▸ Task prompt
Look below for the line with "pub async fn", then give it again exactly, along with every line that comes after it, the final line included.

%%

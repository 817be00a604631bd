// Copyright (c) 2025 Fabstir
// SPDX-License-Identifier: BUSL-1.1
use ab_glyph::FontVec;
use anyhow::{Context, Result};
use clap::Parser;
use std::path::{Path, PathBuf};
use std::sync::Arc;
use tracing::{info, warn};

use crate::auth::EnvAuthenticator;
use crate::detector::HttpLabelDetector;
use crate::overlay::{OverlayOptions, OverlayRenderer};
use crate::pipeline::{run_once, RunRequest};
use crate::storage::HttpObjectStore;

/// Labelview CLI
#[derive(Parser, Debug)]
#[command(name = "labelview")]
#[command(version)]
#[command(about = "Fetch an image, run hosted label detection, draw the results", long_about = None)]
pub struct Cli {
    /// Object store bucket containing the image
    #[arg(long, env = "LABELVIEW_BUCKET")]
    pub bucket: String,

    /// Object key of the image inside the bucket
    #[arg(long, env = "LABELVIEW_KEY")]
    pub key: String,

    /// Maximum number of labels to request from the endpoint
    #[arg(long, env = "LABELVIEW_MAX_LABELS", default_value_t = 10)]
    pub max_labels: u32,

    /// Base URL of the S3-compatible object store
    #[arg(long, env = "LABELVIEW_STORE_ENDPOINT")]
    pub store_endpoint: String,

    /// URL of the label-detection endpoint
    #[arg(long, env = "LABELVIEW_DETECTOR_ENDPOINT")]
    pub detector_endpoint: String,

    /// Where to write the annotated image
    #[arg(long, env = "LABELVIEW_OUTPUT", default_value = "labeled.png")]
    pub output: PathBuf,

    /// TTF/OTF font for label text; rectangles are drawn without one
    #[arg(long, env = "LABELVIEW_FONT")]
    pub font: Option<PathBuf>,

    /// Send the fetched bytes to the endpoint instead of the store reference
    #[arg(long)]
    pub inline_bytes: bool,

    /// Clamp out-of-range bounding boxes instead of failing the run
    #[arg(long)]
    pub clamp_boxes: bool,
}

/// Execute a single-shot run from parsed arguments.
pub async fn execute(cli: Cli) -> Result<()> {
    let auth = Arc::new(EnvAuthenticator::from_env());
    if auth.is_anonymous() {
        info!("LABELVIEW_API_TOKEN unset; issuing anonymous requests");
    }

    let store = HttpObjectStore::new(&cli.store_endpoint, auth.clone())?;
    let detector = HttpLabelDetector::new(&cli.detector_endpoint, auth)?;

    let options = OverlayOptions {
        clamp_boxes: cli.clamp_boxes,
        ..OverlayOptions::default()
    };
    let mut renderer = OverlayRenderer::new(options);
    if let Some(path) = &cli.font {
        match load_font(path) {
            Some(font) => renderer = renderer.with_font(font),
            None => warn!("could not load font {}; label text disabled", path.display()),
        }
    }

    let request = RunRequest {
        bucket: cli.bucket,
        key: cli.key,
        max_labels: cli.max_labels,
        inline_bytes: cli.inline_bytes,
    };
    let report = run_once(&request, &store, &detector, &renderer).await?;

    print!("{}", report.summary);
    report
        .annotated
        .save(&cli.output)
        .with_context(|| format!("failed to write {}", cli.output.display()))?;
    info!("annotated image written to {}", cli.output.display());
    Ok(())
}

fn load_font(path: &Path) -> Option<FontVec> {
    let bytes = std::fs::read(path).ok()?;
    FontVec::try_from_vec(bytes).ok()
}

%%

▸ Solution to the exercise
pub async fn execute(cli: Cli) -> Result<()> {
    let auth = Arc::new(EnvAuthenticator::from_env());
    if auth.is_anonymous() {
        info!("LABELVIEW_API_TOKEN unset; issuing anonymous requests");
    }

    let store = HttpObjectStore::new(&cli.store_endpoint, auth.clone())?;
    let detector = HttpLabelDetector::new(&cli.detector_endpoint, auth)?;

    let options = OverlayOptions {
        clamp_boxes: cli.clamp_boxes,
        ..OverlayOptions::default()
    };
    let mut renderer = OverlayRenderer::new(options);
    if let Some(path) = &cli.font {
        match load_font(path) {
            Some(font) => renderer = renderer.with_font(font),
            None => warn!("could not load font {}; label text disabled", path.display()),
        }
    }

    let request = RunRequest {
        bucket: cli.bucket,
        key: cli.key,
        max_labels: cli.max_labels,
        inline_bytes: cli.inline_bytes,
    };
    let report = run_once(&request, &store, &detector, &renderer).await?;

    print!("{}", report.summary);
    report
        .annotated
        .save(&cli.output)
        .with_context(|| format!("failed to write {}", cli.output.display()))?;
    info!("annotated image written to {}", cli.output.display());
    Ok(())
}

fn load_font(path: &Path) -> Option<FontVec> {
    let bytes = std::fs::read(path).ok()?;
    FontVec::try_from_vec(bytes).ok()
}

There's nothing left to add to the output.